The Mayo Clinic will target drug discovery in its latest effort to improve healthcare through data insights, the Rochester, Minn.-based health system said Tuesday.
The clinical data analytics platform—Mayo Clinic Platform's first project since launching last year—is a "mechanism by which the data of the past can be used to improve the care of the future," said Dr. John Halamka, president of Mayo Clinic Platform. While drawing out insights from historical data isn't new in healthcare, Mayo believes the technical architecture underpinning the project will make the process more efficient, particularly for collaborators from outside the system.
The platform's mission is to create consistent sets of technology tools and policies for different types of collaborations.
For the new clinical data analytics platform, that meant setting up cloud containers that house de-identified patient data, which providers, payers and pharmaceutical companies outside of Mayo can link up to via application programming interfaces, as well as establishing standard templates for compliance and legal agreements.
It can take health systems more than a year to get a partnership up and running without these standardized tools and processes, according to Halamka.
Mayo Clinic Platform's first partner on the clinical data analytics platform is Nference, an software startup that Mayo is an investor in.
Nference develops analytics, machine learning and natural language processing tools that "augment" the work of data scientists, in an effort to help pharmaceutical companies and research organizations conduct "research at scale," said Venky Soundararajan, Nference's founder and chief scientific officer.
Under the partnership, researchers from Mayo and Nference will aim to apply Nference's tools to de-identified data held in the clinical data analytics platform to draw out insights, such as identifying biomarkers for new drugs.
Mayo Clinic said it hopes to work with pharmaceutical companies to commercialize new therapies, said Andy Danielsen, chair of Mayo Clinic Ventures, the system's commercialization arm. Mayo itself wouldn't commercialize those therapies, though the system could receive royalties from insights generated on the platform.
While efforts to discover new therapies is an initial focus of the clinical data analytics platform, Halamka suggested other uses could include allowing providers to query the platform to gain insight into patients exhibiting the same symptoms as a patient they're treating, or insurers to query the platform to understand which patients respond best to an expensive therapy.
Mayo plans to only charge for-profit companies for accessing its clinical data analytics platform. (Mayo didn't charge Nference for access because it is a partner on the clinical data analytics platform.)
Any revenue generated from the platform would be re-invested into Mayo's clinical practice, research and education work, Danielsen said.
The clinical data analytics platform is hosted on Google Cloud, as part of a partnership with Google that Mayo Clinic announced in September. Danielsen stressed that Google, for now, is a "passive data-storage company" for the platform.
"Google doesn't get to see any of our data, they don't get to access any of our data there," he said. "They're like the bank vault."

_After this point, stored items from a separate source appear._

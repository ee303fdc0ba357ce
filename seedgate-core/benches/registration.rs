use std::sync::Arc;

use criterion::{criterion_group, criterion_main, Criterion};
use seedgate_core::tee::{AttestationPolicy, EnclaveMeasurement, ReportSigner, RevocationList};
use seedgate_core::{
    EnclaveKeyPair, RegistrationConfig, RegistrationService, SeedIssuer, SeedMaterial, SeedStore,
};

fn bench_registration(c: &mut Criterion) {
    let store = Arc::new(SeedStore::generate(chrono::Duration::days(7)));
    store.initialize(SeedMaterial::generate()).unwrap();
    let node = EnclaveKeyPair::generate();
    let generation = store.current_seed().unwrap();

    c.bench_function("encrypt_for", |b| {
        b.iter(|| store.encrypt_for(&generation.seed, &node.public_key()).unwrap())
    });

    let signer = ReportSigner::generate();
    let measurement = EnclaveMeasurement::compute("seedgate-enclave", "seedgate-signer", 1);
    let cert = signer
        .attest(&measurement, &node.public_key(), b"bench-platform")
        .unwrap();
    let config = RegistrationConfig {
        attestation: AttestationPolicy::trusting(&signer.verifying_key()),
        ..RegistrationConfig::default()
    };
    let service =
        RegistrationService::with_signed_reports(config, store.clone(), RevocationList::new())
            .unwrap();
    let runtime = tokio::runtime::Runtime::new().unwrap();

    c.bench_function("verify_and_issue", |b| {
        b.to_async(&runtime)
            .iter(|| async { service.register(cert.clone()).await.unwrap() })
    });
}

criterion_group!(benches, bench_registration);
criterion_main!(benches);
//! Registration — attestation-gated seed issuance
//!
//! A candidate node submits attestation evidence. If the evidence verifies,
//! it gets back the master seed sealed to the enclave key bound into that
//! evidence; otherwise it gets a typed rejection and nothing else.

pub mod node_info;
pub mod service;
pub mod state;

pub use node_info::RegistrationNodeInfo;
pub use service::{RegistrationOutcome, RegistrationService};
pub use state::{RegistrationAttempt, RegistrationState};

use crate::seed::SeedError;
use crate::tee::attestation::AttestationError;

#[derive(Debug, thiserror::Error)]
pub enum RegistrationError {
    #[error("Attestation rejected: {0}")]
    Attestation(#[from] AttestationError),

    #[error("Seed issuance failed: {0}")]
    Seed(#[from] SeedError),

    #[error("Registration capacity exhausted")]
    Busy,

    #[error("Malformed registration request: {0}")]
    MalformedRequest(String),

    #[error("Invalid state transition: {from} -> {to}")]
    InvalidTransition {
        from: RegistrationState,
        to: RegistrationState,
    },
}
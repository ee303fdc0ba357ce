//! Join record exchanged with a candidate node

use prost::Message;

use super::RegistrationError;
use crate::network::protocol;
use crate::seed::EncryptedSeed;
use crate::tee::attestation::Certificate;

/// Attestation evidence paired with the seed sealed to the attested key.
///
/// Only the registration service builds one, after the evidence verified;
/// decoding refuses records without a seed.
#[derive(Debug, Clone, PartialEq, Eq)]
pub struct RegistrationNodeInfo {
    certificate: Certificate,
    encrypted_seed: EncryptedSeed,
}

impl RegistrationNodeInfo {
    pub(crate) fn issued(certificate: Certificate, encrypted_seed: EncryptedSeed) -> Self {
        Self {
            certificate,
            encrypted_seed,
        }
    }

    pub fn certificate(&self) -> &Certificate {
        &self.certificate
    }

    pub fn encrypted_seed(&self) -> &EncryptedSeed {
        &self.encrypted_seed
    }

    pub fn into_parts(self) -> (Certificate, EncryptedSeed) {
        (self.certificate, self.encrypted_seed)
    }

    /// Decode a join request. Requests carry evidence only.
    pub fn decode_request(bytes: &[u8]) -> Result<Certificate, RegistrationError> {
        let wire = protocol::RegistrationNodeInfo::decode(bytes)
            .map_err(|e| RegistrationError::MalformedRequest(e.to_string()))?;
        if !wire.encrypted_seed.is_empty() {
            return Err(RegistrationError::MalformedRequest(
                "request already carries an encrypted seed".into(),
            ));
        }
        if wire.certificate.is_empty() {
            return Err(RegistrationError::MalformedRequest(
                "request carries no certificate".into(),
            ));
        }
        Ok(Certificate::new(wire.certificate))
    }

    /// Encode a join request for `certificate`
    pub fn encode_request(certificate: &Certificate) -> Vec<u8> {
        protocol::RegistrationNodeInfo {
            certificate: certificate.as_bytes().to_vec(),
            encrypted_seed: Vec::new(),
        }
        .encode_to_vec()
    }

    /// Decode a join response
    pub fn decode(bytes: &[u8]) -> Result<Self, RegistrationError> {
        let wire = protocol::RegistrationNodeInfo::decode(bytes)
            .map_err(|e| RegistrationError::MalformedRequest(e.to_string()))?;
        Self::try_from(wire)
    }

    pub fn encode_to_vec(&self) -> Vec<u8> {
        protocol::RegistrationNodeInfo::from(self.clone()).encode_to_vec()
    }
}

impl TryFrom<protocol::RegistrationNodeInfo> for RegistrationNodeInfo {
    type Error = RegistrationError;

    fn try_from(wire: protocol::RegistrationNodeInfo) -> Result<Self, Self::Error> {
        if wire.certificate.is_empty() {
            return Err(RegistrationError::MalformedRequest(
                "response carries no certificate".into(),
            ));
        }
        if wire.encrypted_seed.is_empty() {
            return Err(RegistrationError::MalformedRequest(
                "response carries no encrypted seed".into(),
            ));
        }
        Ok(Self::issued(
            Certificate::new(wire.certificate),
            EncryptedSeed::new(wire.encrypted_seed),
        ))
    }
}

impl From<RegistrationNodeInfo> for protocol::RegistrationNodeInfo {
    fn from(info: RegistrationNodeInfo) -> Self {
        Self {
            certificate: info.certificate.into_bytes(),
            encrypted_seed: info.encrypted_seed.into_bytes(),
        }
    }
}

#[cfg(test)]
mod tests {
    use super::*;

    fn wire(certificate: Vec<u8>, encrypted_seed: Vec<u8>) -> Vec<u8> {
        protocol::RegistrationNodeInfo {
            certificate,
            encrypted_seed,
        }
        .encode_to_vec()
    }

    #[test]
    fn test_request_roundtrip() {
        let cert = Certificate::new(vec![1, 2, 3]);
        let bytes = RegistrationNodeInfo::encode_request(&cert);
        assert_eq!(RegistrationNodeInfo::decode_request(&bytes).unwrap(), cert);
    }

    #[test]
    fn test_request_with_seed_rejected() {
        assert!(matches!(
            RegistrationNodeInfo::decode_request(&wire(vec![1], vec![2; 72])),
            Err(RegistrationError::MalformedRequest(_))
        ));
    }

    #[test]
    fn test_empty_and_garbage_requests() {
        assert!(matches!(
            RegistrationNodeInfo::decode_request(&[]),
            Err(RegistrationError::MalformedRequest(_))
        ));
        assert!(matches!(
            RegistrationNodeInfo::decode_request(&[0xff, 0xff, 0xff]),
            Err(RegistrationError::MalformedRequest(_))
        ));
    }

    #[test]
    fn test_response_fields() {
        let info = RegistrationNodeInfo::issued(
            Certificate::new(vec![7; 10]),
            EncryptedSeed::new(vec![9; 72]),
        );
        let decoded = RegistrationNodeInfo::decode(&info.encode_to_vec()).unwrap();
        assert_eq!(decoded, info);
        assert_eq!(decoded.encrypted_seed().len(), 72);
    }

    #[test]
    fn test_response_without_seed_rejected() {
        assert!(matches!(
            RegistrationNodeInfo::decode(&wire(vec![1, 2, 3], Vec::new())),
            Err(RegistrationError::MalformedRequest(_))
        ));
        assert!(matches!(
            RegistrationNodeInfo::decode(&wire(Vec::new(), vec![9; 72])),
            Err(RegistrationError::MalformedRequest(_))
        ));
    }
}
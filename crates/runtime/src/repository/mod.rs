//! Character persistence.
//!
//! The runtime never writes a character directly. Every operation ends with
//! one [`CharacterRepository::update`] carrying the resolver's change.
mod error;
mod memory;

pub use error::RepositoryError;
pub use memory::InMemoryCharacterRepo;

use async_trait::async_trait;
use grimm_core::{Character, CharacterChange, CharacterId};

pub type Result<T> = std::result::Result<T, RepositoryError>;

/// Repository for character sheets.
#[async_trait]
pub trait CharacterRepository: Send + Sync {
    /// Load a character by id; `None` if it does not exist.
    async fn load(&self, id: CharacterId) -> Result<Option<Character>>;

    /// Commit a change and return the updated character.
    async fn update(&self, id: CharacterId, change: &CharacterChange) -> Result<Character>;
}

That could change in the future, as Mayo continues to strike agreements with new partners. Google could access the data if the system taps the tech giant to work on a specific project, Danielsen said.
Google, which has had a messy history with data privacy in the consumer world, has been embroiled in controversy over its healthcare work since late last year, when details emerged about a partnership it struck with Ascension.
To tackle privacy concerns, Halamka said Mayo Clinic Platform has instituted additional processes that cordon off third parties from being able to access patient data.
Rather than sharing de-identified patient data directly with a third-party partner, Mayo Clinic Platform will de-identify patient data in a cloud-based container—a type of technology that bundles an application's code in a way that allows it to be deployed elsewhere—that it operates. Outside partners would only be able to access the de-identified data once it's placed in a separate container.
That data doesn't leave the container, since third parties would also run algorithms inside of it.
"The de-identified data never leaves," Halamka said. "What leaves are answers."